# [Records for this exercise]
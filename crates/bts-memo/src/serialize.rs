//! Binary and JSON serialization capabilities.
//!
//! The two traits are independent; [`Memo`] implements both.
//!
//! JSON shape:
//!
//! ```json
//! { "from": "BTS...", "to": "BTS...", "nonce": "42", "message": "e751bef1..." }
//! ```
//!
//! The empty memo has no JSON form and serializes to `None`.

use bts_primitives::ec::public_key::COMPRESSED_LEN;
use bts_primitives::ec::PublicKey;
use bts_primitives::util::{ByteReader, ByteWriter};
use serde::{Deserialize, Serialize};
use serde_json::Value;

use crate::config::MemoConfig;
use crate::memo::{decode_hex_padded, Memo};
use crate::nonce::{Nonce, NONCE_LEN};
use crate::MemoError;

/// Types with a canonical binary wire encoding.
pub trait ByteSerializable: Sized {
    /// Encode to bytes.
    fn to_bytes(&self) -> Result<Vec<u8>, MemoError>;

    /// Decode from exactly one encoded value; trailing bytes are an error.
    fn from_bytes(bytes: &[u8]) -> Result<Self, MemoError>;
}

/// Types with a JSON wire encoding that embeds chain-prefixed addresses.
pub trait JsonSerializable: Sized {
    /// Encode to a JSON value, or `None` if the value has no JSON form.
    fn to_json_with(&self, config: &MemoConfig) -> Result<Option<Value>, MemoError>;

    /// Decode from a JSON value.
    fn from_json_with(config: &MemoConfig, value: &Value) -> Result<Self, MemoError>;

    /// [`JsonSerializable::to_json_with`] using main network addresses.
    fn to_json(&self) -> Result<Option<Value>, MemoError> {
        self.to_json_with(&MemoConfig::default())
    }

    /// [`JsonSerializable::from_json_with`] using main network addresses.
    fn from_json(value: &Value) -> Result<Self, MemoError> {
        Self::from_json_with(&MemoConfig::default(), value)
    }

    /// Compact JSON text; `null` when there is no JSON form.
    fn to_json_string(&self) -> Result<String, MemoError> {
        Ok(self.to_json()?.unwrap_or(Value::Null).to_string())
    }
}

#[derive(Debug, Serialize, Deserialize)]
struct MemoJson {
    from: String,
    to: String,
    nonce: NonceField,
    message: String,
}

/// Nodes emit the nonce as a decimal string; some tools emit a bare number.
#[derive(Debug, Serialize, Deserialize)]
#[serde(untagged)]
enum NonceField {
    Text(String),
    Number(serde_json::Number),
}

impl NonceField {
    fn into_nonce(self) -> Result<Nonce, MemoError> {
        match self {
            NonceField::Text(s) => Nonce::from_decimal(&s),
            NonceField::Number(n) => n.as_u64().map(Nonce::from_u64).ok_or_else(|| {
                MemoError::InvalidNonceEncoding(format!("{} is not an 8-byte unsigned integer", n))
            }),
        }
    }
}

impl ByteSerializable for Memo {
    fn to_bytes(&self) -> Result<Vec<u8>, MemoError> {
        let mut writer = ByteWriter::with_capacity(
            1 + 2 * COMPRESSED_LEN + NONCE_LEN + 1 + self.ciphertext().map_or(0, |c| c.len()),
        );
        self.write_to(&mut writer)?;
        Ok(writer.into_bytes())
    }

    fn from_bytes(bytes: &[u8]) -> Result<Self, MemoError> {
        let mut reader = ByteReader::new(bytes);
        let memo = Memo::read_from(&mut reader)?;
        if reader.remaining() != 0 {
            return Err(MemoError::Malformed(format!(
                "{} trailing bytes after memo",
                reader.remaining()
            )));
        }
        Ok(memo)
    }
}

impl JsonSerializable for Memo {
    fn to_json_with(&self, config: &MemoConfig) -> Result<Option<Value>, MemoError> {
        let (sender, recipient, nonce, ciphertext) =
            match (self.sender(), self.recipient(), self.nonce(), self.ciphertext()) {
                (Some(s), Some(r), Some(n), Some(c)) => (s, r, n, c),
                _ => return Ok(None),
            };
        let json = MemoJson {
            from: sender.to_address(&config.address_prefix),
            to: recipient.to_address(&config.address_prefix),
            nonce: NonceField::Text(nonce.to_decimal()),
            message: hex::encode(ciphertext),
        };
        Ok(Some(serde_json::to_value(json)?))
    }

    fn from_json_with(config: &MemoConfig, value: &Value) -> Result<Self, MemoError> {
        if value.is_null() {
            return Ok(Memo::empty());
        }
        let json = MemoJson::deserialize(value)?;
        Ok(Memo::from_parts(
            PublicKey::from_address(&json.from, &config.address_prefix)?,
            PublicKey::from_address(&json.to, &config.address_prefix)?,
            json.nonce.into_nonce()?,
            decode_hex_padded(&json.message)?,
        ))
    }
}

# [Instructions for the task]
The reply should consist of the full listing, copied exactly.

# [Answer to the exercise]
filename crates/bts-memo/src/serialize.rs
//! Binary and JSON serialization capabilities.
//!
//! The two traits are independent; [`Memo`] implements both.
//!
//! JSON shape:
//!
//! ```json
//! { "from": "BTS...", "to": "BTS...", "nonce": "42", "message": "e751bef1..." }
//! ```
//!
//! The empty memo has no JSON form and serializes to `None`.

use bts_primitives::ec::public_key::COMPRESSED_LEN;
use bts_primitives::ec::PublicKey;
use bts_primitives::util::{ByteReader, ByteWriter};
use serde::{Deserialize, Serialize};
use serde_json::Value;

use crate::config::MemoConfig;
use crate::memo::{decode_hex_padded, Memo};
use crate::nonce::{Nonce, NONCE_LEN};
use crate::MemoError;

/// Types with a canonical binary wire encoding.
pub trait ByteSerializable: Sized {
    /// Encode to bytes.
    fn to_bytes(&self) -> Result<Vec<u8>, MemoError>;

    /// Decode from exactly one encoded value; trailing bytes are an error.
    fn from_bytes(bytes: &[u8]) -> Result<Self, MemoError>;
}

/// Types with a JSON wire encoding that embeds chain-prefixed addresses.
pub trait JsonSerializable: Sized {
    /// Encode to a JSON value, or `None` if the value has no JSON form.
    fn to_json_with(&self, config: &MemoConfig) -> Result<Option<Value>, MemoError>;

    /// Decode from a JSON value.
    fn from_json_with(config: &MemoConfig, value: &Value) -> Result<Self, MemoError>;

    /// [`JsonSerializable::to_json_with`] using main network addresses.
    fn to_json(&self) -> Result<Option<Value>, MemoError> {
        self.to_json_with(&MemoConfig::default())
    }

    /// [`JsonSerializable::from_json_with`] using main network addresses.
    fn from_json(value: &Value) -> Result<Self, MemoError> {
        Self::from_json_with(&MemoConfig::default(), value)
    }

    /// Compact JSON text; `null` when there is no JSON form.
    fn to_json_string(&self) -> Result<String, MemoError> {
        Ok(self.to_json()?.unwrap_or(Value::Null).to_string())
    }
}

#[derive(Debug, Serialize, Deserialize)]
struct MemoJson {
    from: String,
    to: String,
    nonce: NonceField,
    message: String,
}

/// Nodes emit the nonce as a decimal string; some tools emit a bare number.
#[derive(Debug, Serialize, Deserialize)]
#[serde(untagged)]
enum NonceField {
    Text(String),
    Number(serde_json::Number),
}

impl NonceField {
    fn into_nonce(self) -> Result<Nonce, MemoError> {
        match self {
            NonceField::Text(s) => Nonce::from_decimal(&s),
            NonceField::Number(n) => n.as_u64().map(Nonce::from_u64).ok_or_else(|| {
                MemoError::InvalidNonceEncoding(format!("{} is not an 8-byte unsigned integer", n))
            }),
        }
    }
}

impl ByteSerializable for Memo {
    fn to_bytes(&self) -> Result<Vec<u8>, MemoError> {
        let mut writer = ByteWriter::with_capacity(
            1 + 2 * COMPRESSED_LEN + NONCE_LEN + 1 + self.ciphertext().map_or(0, |c| c.len()),
        );
        self.write_to(&mut writer)?;
        Ok(writer.into_bytes())
    }

    fn from_bytes(bytes: &[u8]) -> Result<Self, MemoError> {
        let mut reader = ByteReader::new(bytes);
        let memo = Memo::read_from(&mut reader)?;
        if reader.remaining() != 0 {
            return Err(MemoError::Malformed(format!(
                "{} trailing bytes after memo",
                reader.remaining()
            )));
        }
        Ok(memo)
    }
}

impl JsonSerializable for Memo {
    fn to_json_with(&self, config: &MemoConfig) -> Result<Option<Value>, MemoError> {
        let (sender, recipient, nonce, ciphertext) =
            match (self.sender(), self.recipient(), self.nonce(), self.ciphertext()) {
                (Some(s), Some(r), Some(n), Some(c)) => (s, r, n, c),
                _ => return Ok(None),
            };
        let json = MemoJson {
            from: sender.to_address(&config.address_prefix),
            to: recipient.to_address(&config.address_prefix),
            nonce: NonceField::Text(nonce.to_decimal()),
            message: hex::encode(ciphertext),
        };
        Ok(Some(serde_json::to_value(json)?))
    }

    fn from_json_with(config: &MemoConfig, value: &Value) -> Result<Self, MemoError> {
        if value.is_null() {
            return Ok(Memo::empty());
        }
        let json = MemoJson::deserialize(value)?;
        Ok(Memo::from_parts(
            PublicKey::from_address(&json.from, &config.address_prefix)?,
            PublicKey::from_address(&json.to, &config.address_prefix)?,
            json.nonce.into_nonce()?,
            decode_hex_padded(&json.message)?,
        ))
    }
}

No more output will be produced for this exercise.